Any chance you have some time to add a target PA-RISC cpu support to QEMU to
run PA-RISC binaries in user mode on Linux?

There was a guy named Stuart Brady that took a stab at it recently, but
doesn't seem to have gotten anywhere.  You could be the lead for adding the
PA-RISC support to QEMU with very little effort.  You won't be getting your
name in lights (unless you are at a meeting of MPE users ;-) ), but it would
probably look good on a resume, and you might even have fun doing it!

- Pete

On 9/15/06, Alan Tibbetts <[log in to unmask]> wrote:
>
> Hi Pete,
>
> I must admit I have been lurking in the background as your suggestion to
> create an MPE machine has been debated on this list at some length.
>
> All I can say is that it is possible to emulate a machine at the hardware
> level that can do a pretty darn good job of looking like the orginal.  As
> an example, I am writing this reply in the HP1000 editor on my laptop at
> home.  The actual workspace is a Reflection screen which is connected via
> a telnet session to my desktop PC at the office.  The telnet session is
> going
> to a server program running on the desktop which presents it as a serial
> port to the Kestrel CoProcessor running an RTE-A system.  Note that it is
> going into the virtual HP1000 as a plain old serial port, not as a telnet
> session.  This means that I could be doing the same thing on an RTE-2
> system
> if I wished, because I am not invoking NS1000 with its required LAN card.
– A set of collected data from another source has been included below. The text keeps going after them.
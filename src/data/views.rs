//! Read-only chart views over the filtered postings.
//!
//! Each view is independent of the others and recomputed from scratch.  The
//! means here stay as `f64`; only the headline metrics are truncated.

use super::aggregate::group_mean;
use super::model::JobPosting;

pub const DEFAULT_HISTOGRAM_BINS: usize = 30;
pub const DEFAULT_TOP_CITIES: usize = 10;

// ---------------------------------------------------------------------------
// Salary histogram
// ---------------------------------------------------------------------------

#[derive(Debug, Clone, Copy, PartialEq)]
pub struct HistogramBin {
    pub lower: f64,
    pub upper: f64,
    pub count: usize,
}

impl HistogramBin {
    pub fn center(&self) -> f64 {
        (self.lower + self.upper) / 2.0
    }

    pub fn width(&self) -> f64 {
        self.upper - self.lower
    }
}

#[derive(Debug, Clone, PartialEq, Default)]
pub struct SalaryHistogram {
    /// Empty when there was nothing to bin.
    pub bins: Vec<HistogramBin>,
}

impl SalaryHistogram {
    pub fn total(&self) -> usize {
        self.bins.iter().map(|b| b.count).sum()
    }
}

/// Equal-width bins over the observed `[min, max]` salary range.
///
/// Bins are half-open `[lower, upper)` except the last, which also takes
/// `max`.  A degenerate range (all salaries equal) is widened by 0.5 on each
/// side so the single value lands in the middle bin.
pub fn salary_histogram(rows: &[JobPosting], bin_count: usize) -> SalaryHistogram {
    if rows.is_empty() || bin_count == 0 {
        return SalaryHistogram::default();
    }

    let (min, max) = rows
        .iter()
        .map(|p| p.average_salary)
        .fold((f64::INFINITY, f64::NEG_INFINITY), |(lo, hi), v| (lo.min(v), hi.max(v)));
    let (lo, hi) = if min == max { (min - 0.5, max + 0.5) } else { (min, max) };
    let width = (hi - lo) / bin_count as f64;

    let mut bins: Vec<HistogramBin> = (0..bin_count)
        .map(|i| HistogramBin {
            lower: lo + i as f64 * width,
            upper: if i + 1 == bin_count { hi } else { lo + (i + 1) as f64 * width },
            count: 0,
        })
        .collect();

    for p in rows {
        let idx = ((p.average_salary - lo) / width) as usize;
        bins[idx.min(bin_count - 1)].count += 1;
    }

    SalaryHistogram { bins }
}

// ---------------------------------------------------------------------------
// Experience trend
// ---------------------------------------------------------------------------

#[derive(Debug, Clone, Copy, PartialEq)]
pub struct TrendPoint {
    pub experience: f64,
    pub mean_salary: f64,
}

/// Exact-equality grouping key for experience values (`-0.0` folds into `0.0`).
#[derive(Debug, Clone, Copy, PartialEq, Eq, Hash)]
struct ExperienceKey(u64);

impl ExperienceKey {
    fn new(v: f64) -> Self {
        let v = if v == 0.0 { 0.0 } else { v };
        ExperienceKey(v.to_bits())
    }

    fn value(self) -> f64 {
        f64::from_bits(self.0)
    }
}

/// Mean salary per distinct experience value, ascending by experience.
pub fn experience_trend(rows: &[JobPosting]) -> Vec<TrendPoint> {
    let mut points: Vec<TrendPoint> = group_mean(
        rows,
        |p| ExperienceKey::new(p.average_experience),
        |p| p.average_salary,
    )
    .into_iter()
    .map(|(key, mean_salary)| TrendPoint {
        experience: key.value(),
        mean_salary,
    })
    .collect();

    points.sort_by(|a, b| a.experience.total_cmp(&b.experience));
    points
}

// ---------------------------------------------------------------------------
// City ranking
// ---------------------------------------------------------------------------

#[derive(Debug, Clone, PartialEq)]
pub struct CityAverage {
    pub city: String,
    pub mean_salary: f64,
}

/// The `top_n` cities by mean salary, highest first.
///
/// The sort is stable, so cities with equal means keep the order in which
/// they first appear in `rows`.
pub fn city_ranking(rows: &[JobPosting], top_n: usize) -> Vec<CityAverage> {
    let mut ranking: Vec<CityAverage> = group_mean(rows, |p| p.location.clone(), |p| p.average_salary)
        .into_iter()
        .map(|(city, mean_salary)| CityAverage { city, mean_salary })
        .collect();

    ranking.sort_by(|a, b| b.mean_salary.total_cmp(&a.mean_salary));
    ranking.truncate(top_n);
    ranking
}

#[cfg(test)]
mod tests {
    use super::*;

    fn posting(location: &str, salary: f64, experience: f64) -> JobPosting {
        JobPosting {
            location: location.to_string(),
            is_tech: true,
            average_salary: salary,
            average_experience: experience,
        }
    }

    #[test]
    fn test_histogram_empty() {
        let h = salary_histogram(&[], DEFAULT_HISTOGRAM_BINS);
        assert!(h.bins.is_empty());
        assert_eq!(h.total(), 0);
    }

    #[test]
    fn test_histogram_counts_every_row() {
        let rows: Vec<JobPosting> = (0..97)
            .map(|i| posting("Pune", 200_000.0 + i as f64 * 13_337.0, 1.0))
            .collect();
        let h = salary_histogram(&rows, DEFAULT_HISTOGRAM_BINS);
        assert_eq!(h.bins.len(), 30);
        assert_eq!(h.total(), 97);
        assert_eq!(h.bins[0].lower, 200_000.0);
        assert_eq!(h.bins[29].upper, 200_000.0 + 96.0 * 13_337.0);
    }

    #[test]
    fn test_histogram_max_lands_in_last_bin() {
        let rows = [posting("A", 0.0, 0.0), posting("A", 10.0, 0.0), posting("A", 5.0, 0.0)];
        let h = salary_histogram(&rows, 2);
        assert_eq!(h.bins[0].count, 1);
        assert_eq!(h.bins[1].count, 2);
    }

    #[test]
    fn test_histogram_single_value() {
        let rows = [posting("A", 300_000.0, 0.0), posting("B", 300_000.0, 0.0)];
        let h = salary_histogram(&rows, 30);
        assert_eq!(h.bins.len(), 30);
        assert_eq!(h.bins[0].lower, 299_999.5);
        assert_eq!(h.bins[15].count, 2);
        assert_eq!(h.total(), 2);
    }

    #[test]
    fn test_trend_groups_exactly_and_sorts() {
        let rows = [
            posting("A", 600_000.0, 5.0),
            posting("A", 200_000.0, 0.0),
            posting("A", 400_000.0, 5.0),
            posting("A", 300_000.0, 1.5),
            posting("A", 100_000.0, -0.0),
        ];
        let trend = experience_trend(&rows);
        assert_eq!(
            trend,
            vec![
                TrendPoint {
                    experience: 0.0,
                    mean_salary: 150_000.0
                },
                TrendPoint {
                    experience: 1.5,
                    mean_salary: 300_000.0
                },
                TrendPoint {
                    experience: 5.0,
                    mean_salary: 500_000.0
                },
            ]
        );
    }

    #[test]
    fn test_ranking_top_ten_descending() {
        let rows: Vec<JobPosting> = (0..15)
            .flat_map(|i| {
                let city = format!("City{i}");
                [
                    posting(&city, 100_000.0 * i as f64, 1.0),
                    posting(&city, 100_000.0 * i as f64 + 50_000.0, 1.0),
                ]
            })
            .collect();
        let ranking = city_ranking(&rows, DEFAULT_TOP_CITIES);
        assert_eq!(ranking.len(), 10);
        assert_eq!(ranking[0].city, "City14");
        assert_eq!(ranking[0].mean_salary, 1_425_000.0);
        assert!(ranking.windows(2).all(|w| w[0].mean_salary >= w[1].mean_salary));
    }

    #[test]
    fn test_ranking_ties_keep_first_appearance() {
        let rows = [
            posting("Jaipur", 400_000.0, 1.0),
            posting("Indore", 500_000.0, 1.0),
            posting("Agra", 400_000.0, 1.0),
        ];
        let cities: Vec<String> = city_ranking(&rows, 10).into_iter().map(|c| c.city).collect();
        assert_eq!(cities, vec!["Indore", "Jaipur", "Agra"]);
    }

    #[test]
    fn test_ranking_empty() {
        assert!(city_ranking(&[], 10).is_empty());
    }
}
> To put it in MPE terms, that is equivalent to using the editor on a
> virtual
> serial port on the MUX on an HP3000 Series-II.
>
> As I type, EDIT/1000 is storing my characters in a temporary workspace
> file
> in the RTE-A file system.  No supprise there, as the editor on the 3000
> would
> have done a similar thing.  The virtual HP1000 has a few hundred megabytes
> of disc space in several drives, some of which appear to be 7925s and
> others more modern SCSI discs.  I sometimes use what appear to be 8"
> floppy
> drives.  All of it is a sham, produced by really dense smoke and very
> shiny
> mirrors.  The reality is that the "discs" are actually container files
> in the
> WIN-XP file system on my desktop machine.  The Windows file systems
> (all four or five(?) of them) use stream files, just as LINUX does.
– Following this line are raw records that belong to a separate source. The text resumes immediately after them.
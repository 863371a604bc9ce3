//! Errors raised while loading a job postings source.

use std::path::PathBuf;

use thiserror::Error;

/// Every variant is fatal for the source being loaded; there is no partial load.
#[derive(Error, Debug)]
pub enum LoadError {
    /// The source could not be opened or read.
    #[error("cannot read {}: {source}", .path.display())]
    Io {
        path: PathBuf,
        #[source]
        source: std::io::Error,
    },

    #[error("unsupported file extension: .{0}")]
    UnsupportedFormat(String),

    /// A required column is absent from the header / schema.
    #[error("missing required column '{0}'")]
    MissingColumn(&'static str),

    #[error("CSV error: {0}")]
    Csv(#[from] csv::Error),

    #[error("JSON error: {0}")]
    Json(#[from] serde_json::Error),

    #[error("Parquet error: {0}")]
    Parquet(#[from] parquet::errors::ParquetError),

    #[error("Arrow error: {0}")]
    Arrow(#[from] arrow::error::ArrowError),

    /// A Parquet column has a type the loader cannot interpret.
    #[error("column '{column}' has unsupported type {found}")]
    ColumnType { column: &'static str, found: String },

    /// An integer flag column holds something other than 0 or 1.
    #[error("row {row}: column '{column}' holds {value}, expected 0 or 1")]
    InvalidFlag {
        column: &'static str,
        row: usize,
        value: i64,
    },

    /// A required cell is null.
    #[error("row {row}: null value in column '{column}'")]
    NullValue { column: &'static str, row: usize },
}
> One of your correspondents seemed to think that would be a problem.  It is
> not at all, because from the Windows file system point of view, each of my
> disc container files is just another mysterious heap of bytes in a file
> that
> it knows nothing about.  It doesn't need to know the meaning of any of the
> bytes in the file, it just has to have three capabilities: it has to be
> able
> to store bytes at an offset in the file, it has to be able to read back
> the
> bytes from that offset in the file, and it has to be able to find the
> file again
> when I reboot my virtual HP1000.  HPUX, LINUX, WIN-ucks, or any other
> O.S. should be able to meet those rather simple requirements.
>
> After I finish editing this message, which is growing much larger than I
> had anticipated, I will use a utility developed here at Strobe to copy the
> RTE file out of the container file encapsulation to a Windows text file.
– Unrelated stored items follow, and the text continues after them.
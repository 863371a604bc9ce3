use std::fs::File;
use std::io::BufReader;
use std::path::Path;

use arrow::array::{Array, ArrayRef, AsArray};
use arrow::compute::cast;
use arrow::datatypes::{DataType, Float64Type, Int64Type};
use arrow::record_batch::RecordBatch;
use parquet::arrow::arrow_reader::ParquetRecordBatchReaderBuilder;

use super::error::LoadError;
use super::model::{
    JobPosting, JobTable, COL_EXPERIENCE, COL_IS_TECH, COL_LOCATION, COL_SALARY, REQUIRED_COLUMNS,
};

// ---------------------------------------------------------------------------
// Public entry-point
// ---------------------------------------------------------------------------

/// Load a job postings table from a file.  Dispatch by extension.
///
/// Supported formats:
/// * `.csv`     – header row with at least the required columns
/// * `.json`    – `[{ "location": ..., "is_tech": ..., ... }, ...]`
/// * `.parquet` – one column per field, extra columns ignored
pub fn load_file(path: &Path) -> Result<JobTable, LoadError> {
    let ext = path
        .extension()
        .and_then(|e| e.to_str())
        .unwrap_or("")
        .to_ascii_lowercase();

    log::debug!("loading {} as .{ext}", path.display());

    match ext.as_str() {
        "csv" => load_csv(path),
        "json" => load_json(path),
        "parquet" | "pq" => load_parquet(path),
        other => Err(LoadError::UnsupportedFormat(other.to_string())),
    }
}

fn open(path: &Path) -> Result<File, LoadError> {
    File::open(path).map_err(|source| LoadError::Io {
        path: path.to_path_buf(),
        source,
    })
}

// ---------------------------------------------------------------------------
// CSV loader
// ---------------------------------------------------------------------------

/// The header is validated up front so a missing column is reported by name
/// rather than as a deserialization failure on the first record.
fn load_csv(path: &Path) -> Result<JobTable, LoadError> {
    let mut reader = csv::Reader::from_reader(open(path)?);

    let headers = reader.headers()?.clone();
    for column in REQUIRED_COLUMNS {
        if !headers.iter().any(|h| h == column) {
            return Err(LoadError::MissingColumn(column));
        }
    }

    let postings = reader
        .deserialize::<JobPosting>()
        .collect::<Result<Vec<_>, _>>()?;

    Ok(JobTable::from_postings(postings))
}

// ---------------------------------------------------------------------------
// JSON loader
// ---------------------------------------------------------------------------

/// Records-oriented JSON, the default `df.to_json(orient='records')`.
fn load_json(path: &Path) -> Result<JobTable, LoadError> {
    let postings: Vec<JobPosting> = serde_json::from_reader(BufReader::new(open(path)?))?;
    Ok(JobTable::from_postings(postings))
}

// ---------------------------------------------------------------------------
// Parquet loader
// ---------------------------------------------------------------------------

/// Works with files written by both Pandas (`df.to_parquet()`) and Polars.
fn load_parquet(path: &Path) -> Result<JobTable, LoadError> {
    let reader = ParquetRecordBatchReaderBuilder::try_new(open(path)?)?.build()?;

    let mut postings = Vec::new();
    for batch in reader {
        let batch = batch?;
        let offset = postings.len();

        let locations = string_values(required_column(&batch, COL_LOCATION)?, COL_LOCATION, offset)?;
        let flags = flag_values(required_column(&batch, COL_IS_TECH)?, COL_IS_TECH, offset)?;
        let salaries = float_values(required_column(&batch, COL_SALARY)?, COL_SALARY, offset)?;
        let experience =
            float_values(required_column(&batch, COL_EXPERIENCE)?, COL_EXPERIENCE, offset)?;

        postings.extend(
            locations
                .into_iter()
                .zip(flags)
                .zip(salaries)
                .zip(experience)
                .map(|(((location, is_tech), average_salary), average_experience)| JobPosting {
                    location,
                    is_tech,
                    average_salary,
                    average_experience,
                }),
        );
    }

    Ok(JobTable::from_postings(postings))
}

// -- Arrow helpers --

fn required_column<'a>(batch: &'a RecordBatch, name: &'static str) -> Result<&'a ArrayRef, LoadError> {
    batch.column_by_name(name).ok_or(LoadError::MissingColumn(name))
}

fn ensure_no_nulls(col: &dyn Array, name: &'static str, offset: usize) -> Result<(), LoadError> {
    match (0..col.len()).find(|&i| col.is_null(i)) {
        Some(i) => Err(LoadError::NullValue {
            column: name,
            row: offset + i,
        }),
        None => Ok(()),
    }
}

fn string_values(col: &ArrayRef, name: &'static str, offset: usize) -> Result<Vec<String>, LoadError> {
    ensure_no_nulls(col.as_ref(), name, offset)?;
    match col.data_type() {
        DataType::Utf8 => Ok(col.as_string::<i32>().iter().flatten().map(str::to_string).collect()),
        DataType::LargeUtf8 => Ok(col.as_string::<i64>().iter().flatten().map(str::to_string).collect()),
        other => Err(LoadError::ColumnType {
            column: name,
            found: format!("{other:?}"),
        }),
    }
}

/// Any integer or floating point column, widened to `f64`.
fn float_values(col: &ArrayRef, name: &'static str, offset: usize) -> Result<Vec<f64>, LoadError> {
    ensure_no_nulls(col.as_ref(), name, offset)?;
    if !col.data_type().is_numeric() {
        return Err(LoadError::ColumnType {
            column: name,
            found: format!("{:?}", col.data_type()),
        });
    }
    let widened = cast(col, &DataType::Float64)?;
    Ok(widened.as_primitive::<Float64Type>().values().to_vec())
}

/// Boolean columns, or integer columns holding only 0 and 1 (the same rule
/// the CSV and JSON loaders apply).
fn flag_values(col: &ArrayRef, name: &'static str, offset: usize) -> Result<Vec<bool>, LoadError> {
    ensure_no_nulls(col.as_ref(), name, offset)?;
    match col.data_type() {
        DataType::Boolean => Ok(col.as_boolean().iter().flatten().collect()),
        dt if dt.is_integer() => {
            let widened = cast(col, &DataType::Int64)?;
            widened
                .as_primitive::<Int64Type>()
                .values()
                .iter()
                .enumerate()
                .map(|(i, &v)| match v {
                    0 => Ok(false),
                    1 => Ok(true),
                    value => Err(LoadError::InvalidFlag {
                        column: name,
                        row: offset + i,
                        value,
                    }),
                })
                .collect()
        }
        other => Err(LoadError::ColumnType {
            column: name,
            found: format!("{other:?}"),
        }),
    }
}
> Its kind of like using FTP to get a file from RTE to UNIX, only much
> faster.
> At that point, I will stuff it into an email and post it to the OpenMPE
> list.
> The same path is available to take test data from an IMAGE/1000 database
> and
> pass it into a spreadsheet on the PC.
>
> It has been my observation over the years that the MPE community has had
> a incredible variety of system backup solutions, from HP and others.  It
> seemed that each time a new disc drive or tape was introduced, things
> became
> unsettled for a while.  RTE certainly had its share of backup solutions
> also.  Honestly, I don't worry about backups very much on the
> Kestrel.  When
> I feel it is time to do a backup, I simply drag and drop the container
> file
> from its normal place to a USB flash drive, a DVDROM drive, a portable
> hard
> drive, a file system on another computer on a network, or any other place
> that WIN-XP can stuff bytes reliably.
>
> The Kestrel is an instruction level work alike for the HP1000 line of
> computers.  In fact, it executes most of the instructions in a microcoded
> hardware engine that is, on the average, faster than the fastest legacy
> HP1000 produced by HP.  The design allows us to drive a legacy HP1000
> backplane or a virtual backplane with virtual devices or a combination of
> the two.  In my case, I have a legacy backplane that contains a SCSI and a
> LAN card, with the remainder of my peripherals virtualized.
>
> The Kestrel was designed at Strobe Data from sources which were available
> to
> customers when I was an HP employee or later on a consultant to HP.  The
> primary sources of information were the ERS (External Reference
> Specification)
> manuals for the various CPUs and the I/O cards, and the normal
> documentation
> which was shipped with an HP1000 system.  Most of the really old stuff
> came
> from the stash in my attic of the manuals that I just couldn't bear to
> throw
> out over the years.  Who knew that a 2116 reference manual could be so
> much
> fun to read 30 years after the machine was oboleted?
>
> There were times that my experience in teaching the microprogramming
> classes
> at HP were invaluable.  There were also times that we requested driver
> sources and sometimes O.S. module sources from HP and were delighted when
> HP
> provided them.  Sometimes we resorted to logic analyzers and
> dissassemblers,
> occasionally finding that published documentation was incomplete or in
> some
> cases inaccurate.  It takes people with specialized knowledge to bring
> up a new
> CPU, but the most important attribute is sheer stubbornness.  No one can
> really
> know everything about a machine, but they can know the techniques to
> find out.
>
> How did we start?  We made a design that we thought would execute the base
> set of instructions.  We wrote some small programs that we preloaded into
> the memory on the infant Kestrel.  We set the P register and told it to
> RUN.
> We watched it die.  We changed our design until the small program ran as
> expected and then added more tests to it and ran again and watched it die.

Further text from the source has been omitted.